Reporting rules on political party donations and lawmakers' incomes will be toughened in a bill in May that is expected to become law before the summer - high time, according to many observers.
"We have a party financing law that required no transparency, and which allowed no checks and envisioned no sanctions," said the former chief of the court of auditors, Franz Fiedler, now an advisor to anti-corruption watchdog Transparency International.
Political analyst Anton Pelinka said "a clear rule is required once and for all for public grants to parties and for party spending to be published," adding that violators must face "the most severe sanctions".
The coalition government of the social-democratic SPO and conservative OVP on April 27 agreed a reform package to crack down on political corruption following a string of high-profile scandals in recent years.
Amid the sleaze allegations, Austrians' confidence in their political elites has plunged. Polls showed 85 per cent thinking in 2011 that there was corruption on a national level, up from 66 per cent in 2009.
"Improvements were necessary in order to bring us up to international standards on tackling graft," Chancellor Werner Faymann said after a meeting of his grand coalition approved the new "transparency package."
The measures, which Faymann said would be turned into a bill by May 15 and go before parliament before the summer, "will prove to people that we can become a role model for Europe."
Political parties will in future have to inform the audit office of all donations above 5,000 euros (S$8,170), down from 7,260 euros (S$11,900) now, while lawmakers will have to declare any income from outside legislative work.
At the moment, even if irregularities are uncovered, courts are unable to take action.

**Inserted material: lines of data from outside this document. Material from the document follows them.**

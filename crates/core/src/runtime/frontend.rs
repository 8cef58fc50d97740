use crate::config::Theme;
use crate::mood::Mood;
use crate::telemetry::TelemetrySnapshot;
use crate::ui::{Area, UiMode};

/// Everything a frontend needs to draw one frame. Borrowed from the runtime.
#[derive(Debug)]
pub struct FrameView<'a> {
    pub frame: u64,
    pub theme: Theme,
    pub surface: (u16, u16),
    pub pet_name: &'a str,
    pub pet_area: Area,
    pub sprite_rows: &'a [String],
    pub mood: Mood,
    pub tint: (u8, u8, u8),
    pub bubble: Option<&'a str>,
    pub overlay: &'a UiMode,
    pub telemetry: TelemetrySnapshot,
    pub speaking: bool,
}

#[derive(Debug, thiserror::Error)]
pub enum FrontendError {
    #[error("terminal io error: {0}")]
    Io(#[from] std::io::Error),
    #[error("frontend closed")]
    Closed,
}

/// Presentation surface. Called on the frame loop once per frame.
pub trait Frontend {
    fn draw(&mut self, view: &FrameView<'_>) -> Result<(), FrontendError>;
}
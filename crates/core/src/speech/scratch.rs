use std::path::{Path, PathBuf};

/// Directory holding synthesized clips. Cleanup is best-effort: failures are
/// logged and otherwise ignored.
#[derive(Debug, Clone)]
pub struct ScratchDir {
    root: PathBuf,
}

impl ScratchDir {
    /// Empty out `root` (creating it if needed).
    pub fn prepare(root: impl Into<PathBuf>) -> std::io::Result<Self> {
        let dir = Self { root: root.into() };
        dir.purge();
        std::fs::create_dir_all(&dir.root)?;
        Ok(dir)
    }

    /// [`prepare`](Self::prepare), degrading to a directory that may not
    /// exist. Synthesis into it then fails and the pet speaks in text only.
    pub fn prepare_or_warn(root: impl Into<PathBuf>) -> Self {
        let root = root.into();
        match Self::prepare(&root) {
            Ok(dir) => dir,
            Err(e) => {
                tracing::warn!(dir = %root.display(), error = %e, "scratch directory unavailable, speech will be text only");
                Self { root }
            }
        }
    }

    pub fn root(&self) -> &Path {
        &self.root
    }

    /// Fresh, unique clip path inside the directory.
    pub fn clip_path(&self) -> PathBuf {
        self.root.join(format!("voice_{}.mp3", uuid::Uuid::new_v4().simple()))
    }

    /// Delete every file in the directory.
    pub fn purge(&self) {
        let Ok(entries) = std::fs::read_dir(&self.root) else {
            return;
        };
        let mut removed = 0usize;
        for path in entries.filter_map(Result::ok).map(|e| e.path()).filter(|p| p.is_file()) {
            match std::fs::remove_file(&path) {
                Ok(()) => removed += 1,
                Err(e) => tracing::debug!(path = %path.display(), error = %e, "scratch file not removed"),
            }
        }
        if removed > 0 {
            tracing::info!(dir = %self.root.display(), removed, "scratch directory purged");
        }
    }
}

/// Remove one clip; missing files are fine.
pub async fn remove_clip(path: &Path) {
    if let Err(e) = tokio::fs::remove_file(path).await {
        if e.kind() != std::io::ErrorKind::NotFound {
            tracing::debug!(path = %path.display(), error = %e, "clip not removed");
        }
    }
}

#[cfg(test)]
mod tests {
    use super::*;

    #[test]
    fn prepare_purges_leftovers() {
        let dir = tempfile::tempdir().unwrap();
        let root = dir.path().join("voices");
        std::fs::create_dir(&root).unwrap();
        std::fs::write(root.join("voice_old.mp3"), b"x").unwrap();

        let scratch = ScratchDir::prepare(&root).unwrap();
        assert_eq!(std::fs::read_dir(scratch.root()).unwrap().count(), 0);

        let a = scratch.clip_path();
        let b = scratch.clip_path();
        assert_ne!(a, b);
        assert_eq!(a.parent(), Some(root.as_path()));
    }

    #[test]
    fn unusable_root_is_not_fatal() {
        let dir = tempfile::tempdir().unwrap();
        let blocker = dir.path().join("not-a-dir");
        std::fs::write(&blocker, b"x").unwrap();
        let root = blocker.join("voices");

        assert!(ScratchDir::prepare(&root).is_err());
        let scratch = ScratchDir::prepare_or_warn(&root);
        assert_eq!(scratch.root(), root.as_path());
        assert!(!root.exists());
        // purging a missing directory is a no-op
        scratch.purge();
        assert!(blocker.is_file());
    }

    #[tokio::test]
    async fn remove_clip_ignores_missing() {
        let dir = tempfile::tempdir().unwrap();
        let clip = dir.path().join("voice_a.mp3");
        std::fs::write(&clip, b"x").unwrap();
        remove_clip(&clip).await;
        assert!(!clip.exists());
        remove_clip(&clip).await;
    }
}
use super::geometry::Area;
use super::menu::{ControlMenu, MenuAction};
use super::prompt::PromptInput;

#[derive(Debug, Clone, Copy, PartialEq, Eq)]
pub enum PointerButton {
    Primary,
    Secondary,
}

#[derive(Debug, Clone, Copy, PartialEq, Eq)]
pub enum KeyInput {
    Enter,
    Escape,
    Backspace,
    Char(char),
}

/// Raw input delivered to the frame loop by the frontend.
#[derive(Debug, Clone, Copy, PartialEq, Eq)]
pub enum UiInput {
    Pointer { button: PointerButton, x: u16, y: u16 },
    Key(KeyInput),
    Resize { width: u16, height: u16 },
    Quit,
}

/// What the frame loop must do after an input.
#[derive(Debug, Clone, PartialEq, Eq)]
pub enum UiEffect {
    AskPet(String),
    ToggleTheme,
    NextPet,
    Quit,
}

/// Overlay mode. At most one of menu and prompt is open.
#[derive(Debug, Clone, PartialEq, Default)]
pub enum UiMode {
    #[default]
    Idle,
    MenuOpen(ControlMenu),
    PromptOpen(PromptInput),
}

impl UiMode {
    pub fn name(&self) -> &'static str {
        match self {
            UiMode::Idle => "idle",
            UiMode::MenuOpen(_) => "menu",
            UiMode::PromptOpen(_) => "prompt",
        }
    }
}

/// Menu and prompt state machine.
///
/// Secondary click toggles the menu; `m` does the same from the keyboard and
/// `q` quits, except while typing in the prompt.
#[derive(Debug, Default)]
pub struct UiState {
    mode: UiMode,
}

impl UiState {
    pub fn new() -> Self {
        Self::default()
    }

    pub fn mode(&self) -> &UiMode {
        &self.mode
    }

    /// Apply one input. `anchor` is the pet's current cell area.
    pub fn handle(&mut self, input: UiInput, anchor: Area, surface: (u16, u16)) -> Option<UiEffect> {
        let before = self.mode.name();
        let effect = match std::mem::take(&mut self.mode) {
            UiMode::Idle => self.on_idle(input, anchor, surface),
            UiMode::MenuOpen(menu) => self.on_menu(menu, input, anchor, surface),
            UiMode::PromptOpen(prompt) => self.on_prompt(prompt, input),
        };
        if before != self.mode.name() {
            tracing::debug!(from = before, to = self.mode.name(), "overlay mode changed");
        }
        effect
    }

    fn on_idle(&mut self, input: UiInput, anchor: Area, surface: (u16, u16)) -> Option<UiEffect> {
        match input {
            UiInput::Pointer { button: PointerButton::Secondary, .. } | UiInput::Key(KeyInput::Char('m')) => {
                self.mode = UiMode::MenuOpen(ControlMenu::open_beside(anchor, surface));
                None
            }
            UiInput::Key(KeyInput::Char('q')) | UiInput::Quit => Some(UiEffect::Quit),
            _ => None,
        }
    }

    fn on_menu(&mut self, mut menu: ControlMenu, input: UiInput, anchor: Area, surface: (u16, u16)) -> Option<UiEffect> {
        match input {
            UiInput::Pointer { button: PointerButton::Primary, x, y } if menu.area().contains(x, y) => {
                let Some(action) = menu.action_at(x, y) else {
                    self.mode = UiMode::MenuOpen(menu);
                    return None;
                };
                match action {
                    MenuAction::ShowGauge(kind) => {
                        menu.show_gauge(kind);
                        self.mode = UiMode::MenuOpen(menu);
                        None
                    }
                    MenuAction::ToggleTheme => {
                        self.mode = UiMode::MenuOpen(menu);
                        Some(UiEffect::ToggleTheme)
                    }
                    MenuAction::NextPet => {
                        self.mode = UiMode::MenuOpen(menu);
                        Some(UiEffect::NextPet)
                    }
                    MenuAction::Ask => {
                        self.mode = UiMode::PromptOpen(PromptInput::open_above(anchor, surface));
                        None
                    }
                    MenuAction::Quit => Some(UiEffect::Quit),
                }
            }
            // any other click, or closing keys, dismiss the menu
            UiInput::Pointer { .. } | UiInput::Key(KeyInput::Escape) | UiInput::Key(KeyInput::Char('m')) => None,
            UiInput::Key(KeyInput::Char('q')) | UiInput::Quit => Some(UiEffect::Quit),
            UiInput::Resize { width, height } => {
                self.mode = UiMode::MenuOpen(Self::reopened(&menu, anchor, (width, height)));
                None
            }
            UiInput::Key(_) => {
                self.mode = UiMode::MenuOpen(menu);
                None
            }
        }
    }

    fn on_prompt(&mut self, mut prompt: PromptInput, input: UiInput) -> Option<UiEffect> {
        match input {
            UiInput::Key(KeyInput::Enter) => match prompt.submit() {
                Some(text) => Some(UiEffect::AskPet(text)),
                None => {
                    self.mode = UiMode::PromptOpen(prompt);
                    None
                }
            },
            UiInput::Key(KeyInput::Escape) => None,
            UiInput::Key(KeyInput::Backspace) => {
                prompt.backspace();
                self.mode = UiMode::PromptOpen(prompt);
                None
            }
            UiInput::Key(KeyInput::Char(c)) => {
                prompt.insert(c);
                self.mode = UiMode::PromptOpen(prompt);
                None
            }
            UiInput::Pointer { x, y, .. } if !prompt.area().contains(x, y) => None,
            UiInput::Quit => Some(UiEffect::Quit),
            UiInput::Pointer { .. } | UiInput::Resize { .. } => {
                self.mode = UiMode::PromptOpen(prompt);
                None
            }
        }
    }

    fn reopened(menu: &ControlMenu, anchor: Area, surface: (u16, u16)) -> ControlMenu {
        let mut fresh = ControlMenu::open_beside(anchor, surface);
        if let Some(kind) = menu.gauge() {
            fresh.show_gauge(kind);
        }
        fresh
    }
}

#[cfg(test)]
mod tests {
    use super::*;
    use crate::ui::menu::GaugeKind;

    const PET: Area = Area::new(30, 10, 7, 6);
    const SURFACE: (u16, u16) = (100, 30);

    fn click(button: PointerButton, x: u16, y: u16) -> UiInput {
        UiInput::Pointer { button, x, y }
    }

    fn key(c: char) -> UiInput {
        UiInput::Key(KeyInput::Char(c))
    }

    fn open_menu(ui: &mut UiState) -> ControlMenu {
        assert_eq!(ui.handle(click(PointerButton::Secondary, 31, 11), PET, SURFACE), None);
        match ui.mode() {
            UiMode::MenuOpen(menu) => menu.clone(),
            other => panic!("expected menu, got {other:?}"),
        }
    }

    fn button(menu: &ControlMenu, action: MenuAction) -> (u16, u16) {
        let b = menu.buttons().iter().find(|b| b.action == action).unwrap();
        (b.area.x, b.area.y)
    }

    #[test]
    fn secondary_click_toggles_menu() {
        let mut ui = UiState::new();
        open_menu(&mut ui);
        ui.handle(click(PointerButton::Secondary, 0, 0), PET, SURFACE);
        assert_eq!(ui.mode(), &UiMode::Idle);
    }

    #[test]
    fn primary_click_on_idle_does_nothing() {
        let mut ui = UiState::new();
        assert_eq!(ui.handle(click(PointerButton::Primary, 31, 11), PET, SURFACE), None);
        assert_eq!(ui.mode(), &UiMode::Idle);
    }

    #[test]
    fn gauge_button_keeps_menu_open() {
        let mut ui = UiState::new();
        let menu = open_menu(&mut ui);
        let (x, y) = button(&menu, MenuAction::ShowGauge(GaugeKind::Memory));
        assert_eq!(ui.handle(click(PointerButton::Primary, x, y), PET, SURFACE), None);
        match ui.mode() {
            UiMode::MenuOpen(m) => assert_eq!(m.gauge(), Some(GaugeKind::Memory)),
            other => panic!("menu closed: {other:?}"),
        }
    }

    #[test]
    fn theme_and_pet_buttons_emit_effects() {
        let mut ui = UiState::new();
        let menu = open_menu(&mut ui);
        let (x, y) = button(&menu, MenuAction::ToggleTheme);
        assert_eq!(ui.handle(click(PointerButton::Primary, x, y), PET, SURFACE), Some(UiEffect::ToggleTheme));
        let (x, y) = button(&menu, MenuAction::NextPet);
        assert_eq!(ui.handle(click(PointerButton::Primary, x, y), PET, SURFACE), Some(UiEffect::NextPet));
        assert_eq!(ui.mode().name(), "menu");
    }

    #[test]
    fn click_outside_menu_closes_it() {
        let mut ui = UiState::new();
        open_menu(&mut ui);
        ui.handle(click(PointerButton::Primary, 0, 0), PET, SURFACE);
        assert_eq!(ui.mode(), &UiMode::Idle);
    }

    #[test]
    fn ask_flow_submits_trimmed_question() {
        let mut ui = UiState::new();
        let menu = open_menu(&mut ui);
        let (x, y) = button(&menu, MenuAction::Ask);
        ui.handle(click(PointerButton::Primary, x, y), PET, SURFACE);
        assert_eq!(ui.mode().name(), "prompt");

        // menu shortcuts are plain text while typing
        for c in " hello q".chars() {
            assert_eq!(ui.handle(key(c), PET, SURFACE), None);
        }
        ui.handle(UiInput::Key(KeyInput::Backspace), PET, SURFACE);
        ui.handle(UiInput::Key(KeyInput::Backspace), PET, SURFACE);
        let effect = ui.handle(UiInput::Key(KeyInput::Enter), PET, SURFACE);
        assert_eq!(effect, Some(UiEffect::AskPet("hello".into())));
        assert_eq!(ui.mode(), &UiMode::Idle);
    }

    #[test]
    fn empty_prompt_stays_open_and_escape_closes() {
        let mut ui = UiState::new();
        let menu = open_menu(&mut ui);
        let (x, y) = button(&menu, MenuAction::Ask);
        ui.handle(click(PointerButton::Primary, x, y), PET, SURFACE);
        assert_eq!(ui.handle(UiInput::Key(KeyInput::Enter), PET, SURFACE), None);
        assert_eq!(ui.mode().name(), "prompt");
        ui.handle(UiInput::Key(KeyInput::Escape), PET, SURFACE);
        assert_eq!(ui.mode(), &UiMode::Idle);
    }

    #[test]
    fn keyboard_shortcuts() {
        let mut ui = UiState::new();
        ui.handle(key('m'), PET, SURFACE);
        assert_eq!(ui.mode().name(), "menu");
        ui.handle(key('m'), PET, SURFACE);
        assert_eq!(ui.mode(), &UiMode::Idle);
        assert_eq!(ui.handle(key('q'), PET, SURFACE), Some(UiEffect::Quit));
    }

    #[test]
    fn quit_button_closes_menu() {
        let mut ui = UiState::new();
        let menu = open_menu(&mut ui);
        let (x, y) = button(&menu, MenuAction::Quit);
        assert_eq!(ui.handle(click(PointerButton::Primary, x, y), PET, SURFACE), Some(UiEffect::Quit));
        assert_eq!(ui.mode(), &UiMode::Idle);
    }

    #[test]
    fn resize_keeps_menu_and_gauge() {
        let mut ui = UiState::new();
        let menu = open_menu(&mut ui);
        let (x, y) = button(&menu, MenuAction::ShowGauge(GaugeKind::Cpu));
        ui.handle(click(PointerButton::Primary, x, y), PET, SURFACE);
        ui.handle(UiInput::Resize { width: 50, height: 20 }, PET, (50, 20));
        match ui.mode() {
            UiMode::MenuOpen(m) => {
                assert!(m.area().right() <= 50);
                assert_eq!(m.gauge(), Some(GaugeKind::Cpu));
            }
            other => panic!("menu closed: {other:?}"),
        }
    }
}
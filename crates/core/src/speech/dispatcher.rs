use std::path::PathBuf;
use std::sync::Arc;
use std::sync::atomic::{AtomicU64, AtomicUsize, Ordering};

use rand::Rng;
use tokio::sync::mpsc;

use super::request::{AiContext, RequestKind, SpeechRequest, long_enough};
use crate::mood::Mood;
use crate::personality::PersonalityScript;
use crate::telemetry::TelemetrySnapshot;

/// Work sent to the speech actor.
#[derive(Debug)]
pub enum SpeechCommand {
    Speak(SpeechRequest),
    /// Short sound effect, played over nothing; cut off by the next speech.
    Effect(PathBuf),
}

#[derive(Debug, thiserror::Error, PartialEq, Eq)]
pub enum DispatchError {
    #[error("text too short to speak")]
    TooShort,
    #[error("speech queue full")]
    QueueFull,
    #[error("speech actor stopped")]
    Closed,
}

/// Receiving end of the two speech lanes. User questions travel on their own
/// lane and are served before ambient chatter, so reactions piling up can
/// never crowd a question out.
#[derive(Debug)]
pub struct SpeechQueue {
    prompts: mpsc::Receiver<SpeechCommand>,
    ambient: mpsc::Receiver<SpeechCommand>,
}

impl SpeechQueue {
    /// Next command, questions first. `None` once every handle is gone.
    pub async fn recv(&mut self) -> Option<SpeechCommand> {
        tokio::select! {
            biased;
            Some(cmd) = self.prompts.recv() => Some(cmd),
            cmd = self.ambient.recv() => cmd,
        }
    }

    pub fn try_recv(&mut self) -> Result<SpeechCommand, mpsc::error::TryRecvError> {
        self.prompts.try_recv().or_else(|_| self.ambient.try_recv())
    }
}

/// Cheap, cloneable handle for queueing speech. Never blocks the caller.
#[derive(Debug, Clone)]
pub struct SpeechDispatcher {
    prompt_tx: mpsc::Sender<SpeechCommand>,
    tx: mpsc::Sender<SpeechCommand>,
    pending: Arc<AtomicUsize>,
    next_seq: Arc<AtomicU64>,
    script: Arc<PersonalityScript>,
    min_chars: usize,
}

impl SpeechDispatcher {
    /// Handle plus the receiving end the speech actor consumes. Each lane
    /// holds up to `capacity` commands.
    pub fn channel(script: PersonalityScript, capacity: usize, min_chars: usize) -> (Self, SpeechQueue) {
        let (prompt_tx, prompts) = mpsc::channel(capacity.max(1));
        let (tx, ambient) = mpsc::channel(capacity.max(1));
        let handle = Self {
            prompt_tx,
            tx,
            pending: Arc::new(AtomicUsize::new(0)),
            next_seq: Arc::new(AtomicU64::new(0)),
            script: Arc::new(script),
            min_chars,
        };
        (handle, SpeechQueue { prompts, ambient })
    }

    /// Same queue and counters, different pet.
    pub fn with_script(&self, script: PersonalityScript) -> Self {
        Self { script: Arc::new(script), ..self.clone() }
    }

    pub fn script(&self) -> &PersonalityScript {
        &self.script
    }

    /// Shared counter of queued or in-flight speech requests. The actor
    /// decrements it when a request finishes.
    pub fn pending_counter(&self) -> Arc<AtomicUsize> {
        Arc::clone(&self.pending)
    }

    /// True while any speech request is queued or being spoken.
    pub fn is_busy(&self) -> bool {
        self.pending.load(Ordering::SeqCst) > 0
    }

    /// Queue a request. Returns its sequence number.
    pub fn dispatch(&self, mut request: SpeechRequest) -> Result<u64, DispatchError> {
        if !request.is_ai_query && !long_enough(&request.text_or_prompt, self.min_chars) {
            tracing::debug!(text = %request.text_or_prompt, "scripted line too short, not queued");
            return Err(DispatchError::TooShort);
        }
        request.seq = self.next_seq.fetch_add(1, Ordering::SeqCst) + 1;
        let seq = request.seq;
        let lane = if request.kind == RequestKind::UserPrompt { &self.prompt_tx } else { &self.tx };

        // count before sending so the actor can never decrement first
        self.pending.fetch_add(1, Ordering::SeqCst);
        match lane.try_send(SpeechCommand::Speak(request)) {
            Ok(()) => {
                tracing::debug!(seq, "speech queued");
                Ok(seq)
            }
            Err(e) => {
                self.pending.fetch_sub(1, Ordering::SeqCst);
                match e {
                    mpsc::error::TrySendError::Full(_) => {
                        tracing::warn!(seq, "speech queue full, request dropped");
                        Err(DispatchError::QueueFull)
                    }
                    mpsc::error::TrySendError::Closed(_) => Err(DispatchError::Closed),
                }
            }
        }
    }

    /// Speak the scripted reaction for `mood`, if the pet has one.
    pub fn say_for_mood(&self, mood: &Mood, stats: Option<TelemetrySnapshot>) -> Option<u64> {
        let Some(line) = self.script.reaction_for(mood) else {
            tracing::debug!(mood = %mood, pet = %self.script.name, "no scripted reaction");
            return None;
        };
        let request = SpeechRequest::scripted(RequestKind::MoodReaction(mood.clone()), line, self.context(mood, stats));
        self.dispatch(request).ok()
    }

    /// Speak a random idle line, if the pet has any.
    pub fn say_random_idle<R: Rng + ?Sized>(&self, rng: &mut R, mood: &Mood) -> Option<u64> {
        let line = self.script.random_idle(rng)?;
        let request = SpeechRequest::scripted(RequestKind::Idle, line, self.context(mood, None));
        self.dispatch(request).ok()
    }

    /// Ask the AI backend a question. The pet's offline reply is the fallback.
    pub fn ask_ai(&self, prompt: &str, mood: &Mood, stats: Option<TelemetrySnapshot>) -> Result<u64, DispatchError> {
        let request = SpeechRequest::prompt(prompt.trim(), self.script.offline_reply.clone(), self.context(mood, stats));
        self.dispatch(request)
    }

    /// Queue a sound effect. Dropped silently when the queue is full.
    pub fn play_effect(&self, clip: PathBuf) {
        if let Err(e) = self.tx.try_send(SpeechCommand::Effect(clip)) {
            tracing::debug!(error = %e, "sound effect dropped");
        }
    }

    fn context(&self, mood: &Mood, stats: Option<TelemetrySnapshot>) -> AiContext {
        AiContext { mood: mood.clone(), pet_name: self.script.name.clone(), stats }
    }
}
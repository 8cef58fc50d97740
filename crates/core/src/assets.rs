//! Pet asset folders: personality script, sprite frames and mood sound effects.
//!
//! Layout of one pet folder:
//!
//! ```text
//! assets/pets/<Name>/
//!     personality.json
//!     frames.txt          ASCII frames separated by lines containing only `---`
//!     sounds/<mood>.mp3   optional effects, named by `Mood::sound_stem`
//! ```
//!
//! Every file is optional; missing pieces fall back to built-in defaults.

use std::collections::HashMap;
use std::path::{Path, PathBuf};

use crate::mood::Mood;
use crate::personality::PersonalityScript;

pub const PERSONALITY_FILE: &str = "personality.json";
pub const FRAMES_FILE: &str = "frames.txt";
pub const SOUNDS_DIR: &str = "sounds";
const FRAME_SEPARATOR: &str = "---";
const SOUND_EXTENSIONS: [&str; 3] = ["mp3", "wav", "ogg"];

const BUILTIN_FRAMES: [&[&str]; 4] = [
    &["  ___  ", " / _ \\ ", "| o o |", "| | | |", "| |_| |", " \\___/ "],
    &["  ___  ", " / _ \\ ", "| - - |", "| | | |", "| |_| |", " \\___/ "],
    &["  ___  ", " / _ \\ ", "| o o |", "| |~| |", "| |_| |", " \\___/ "],
    &["  ___  ", " / _ \\ ", "|  o o|", "| | | |", "| |_| |", " \\___/ "],
];

/// Animation frames as rows of text. Never empty.
#[derive(Debug, Clone, PartialEq)]
pub struct Sprite {
    frames: Vec<Vec<String>>,
}

impl Sprite {
    pub fn builtin() -> Self {
        Self {
            frames: BUILTIN_FRAMES
                .iter()
                .map(|rows| rows.iter().map(|r| (*r).to_owned()).collect())
                .collect(),
        }
    }

    /// Parse `---`-separated frames; `None` if no frame has content.
    pub fn parse(raw: &str) -> Option<Self> {
        let mut frames = Vec::new();
        let mut current: Vec<String> = Vec::new();
        for line in raw.lines() {
            if line.trim() == FRAME_SEPARATOR {
                if current.iter().any(|l| !l.trim().is_empty()) {
                    frames.push(std::mem::take(&mut current));
                }
                current.clear();
            } else {
                current.push(line.trim_end().to_owned());
            }
        }
        if current.iter().any(|l| !l.trim().is_empty()) {
            frames.push(current);
        }
        (!frames.is_empty()).then_some(Self { frames })
    }

    pub fn frame_count(&self) -> usize {
        self.frames.len()
    }

    /// Rows of frame `index` (wrapped modulo the frame count).
    pub fn frame(&self, index: usize) -> &[String] {
        &self.frames[index % self.frames.len()]
    }

    /// Bounding box over all frames, in cells.
    pub fn size(&self) -> (u16, u16) {
        let width = self
            .frames
            .iter()
            .flat_map(|f| f.iter())
            .map(|row| row.chars().count())
            .max()
            .unwrap_or(1);
        let height = self.frames.iter().map(Vec::len).max().unwrap_or(1);
        (width.max(1) as u16, height.max(1) as u16)
    }
}

/// Everything loaded from one pet folder.
#[derive(Debug, Clone)]
pub struct PetAssets {
    pub folder: PathBuf,
    pub script: PersonalityScript,
    pub sprite: Sprite,
    sounds: HashMap<String, PathBuf>,
}

impl PetAssets {
    /// Load a pet from its folder, or from any file inside it.
    pub fn load(pet_path: &Path) -> Self {
        let folder = pet_folder(pet_path);
        let script = PersonalityScript::load_or_default(&folder.join(PERSONALITY_FILE));
        let sprite = load_sprite(&folder.join(FRAMES_FILE));
        let sounds = scan_sounds(&folder.join(SOUNDS_DIR));
        tracing::info!(
            folder = %folder.display(),
            frames = sprite.frame_count(),
            sounds = sounds.len(),
            "pet assets loaded"
        );
        Self { folder, script, sprite, sounds }
    }

    /// Effect clip for a mood, if the pet ships one.
    pub fn sound_for(&self, mood: &Mood) -> Option<&Path> {
        self.sounds.get(&mood.sound_stem()).map(PathBuf::as_path)
    }
}

/// A path naming a file (older configs stored the sprite file) maps
/// to its parent folder.
pub fn pet_folder(pet_path: &Path) -> PathBuf {
    if pet_path.is_dir() || pet_path.extension().is_none() {
        return pet_path.to_path_buf();
    }
    pet_path
        .parent()
        .map(Path::to_path_buf)
        .unwrap_or_else(|| pet_path.to_path_buf())
}

fn load_sprite(path: &Path) -> Sprite {
    match std::fs::read_to_string(path) {
        Ok(raw) => Sprite::parse(&raw).unwrap_or_else(|| {
            tracing::warn!(path = %path.display(), "frames file has no frames, using built-in sprite");
            Sprite::builtin()
        }),
        Err(_) => Sprite::builtin(),
    }
}

fn scan_sounds(dir: &Path) -> HashMap<String, PathBuf> {
    let Ok(entries) = std::fs::read_dir(dir) else {
        return HashMap::new();
    };
    entries
        .filter_map(Result::ok)
        .map(|e| e.path())
        .filter(|p| {
            p.extension()
                .and_then(|e| e.to_str())
                .is_some_and(|e| SOUND_EXTENSIONS.contains(&e.to_ascii_lowercase().as_str()))
        })
        .filter_map(|p| {
            let stem = p.file_stem()?.to_str()?.to_ascii_lowercase();
            Some((stem, p))
        })
        .collect()
}

/// Pet folders under `root`, sorted by name.
pub fn discover_pets(root: &Path) -> Vec<PathBuf> {
    let Ok(entries) = std::fs::read_dir(root) else {
        tracing::warn!(root = %root.display(), "pets folder unreadable");
        return Vec::new();
    };
    let mut pets: Vec<PathBuf> = entries
        .filter_map(Result::ok)
        .map(|e| e.path())
        .filter(|p| p.is_dir())
        .collect();
    pets.sort();
    pets
}

/// The pet after `current` in `root`, wrapping around.
pub fn next_pet(root: &Path, current: &Path) -> Option<PathBuf> {
    let pets = discover_pets(root);
    if pets.is_empty() {
        return None;
    }
    let current = pet_folder(current);
    let next = pets
        .iter()
        .position(|p| *p == current)
        .map(|i| (i + 1) % pets.len())
        .unwrap_or(0);
    Some(pets[next].clone())
}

Parties receive almost 200 million euros in funding a year, making them among the best funded in the world relative to the number of voters.
This stems from Austria's 'grand coalition' tradition, said Fiedler, as the SPO and OVP have shared power for most of the post-World War II period.
But this arrangement has also led to lax controls, and a series of scandals that forced a commission of inquiry to be opened into the cases.
One affair involved the public Telekom Austria and several political figures, including former vice-chancellor Hubert Gorbach, who allegedly took bribes to influence laws adopted in the telecom sector.
During the trial, Austrians learnt that the draft telecommunications law was in fact written by Telekom Austria's management.
Another scandal surrounded the 2004 privatisation of the property firm Buwog, in which former finance minister Karl-Heinz Grasser was embroiled, with accusations of favouritism and personal enrichment.
The gaps in Austrian law were underlined by the Council of Europe's Group of States Against Corruption at the end of last year. Vienna was asked to adopt 21 recommendations before June 2013.
European Justice Commissioner Viviane Reding said in February that "deep reforms" were required in Austria.
OVP chief Michael Spindelegger, who is also vice-chancellor, noted that Austria's parties had too long been dragging their feet on the issue.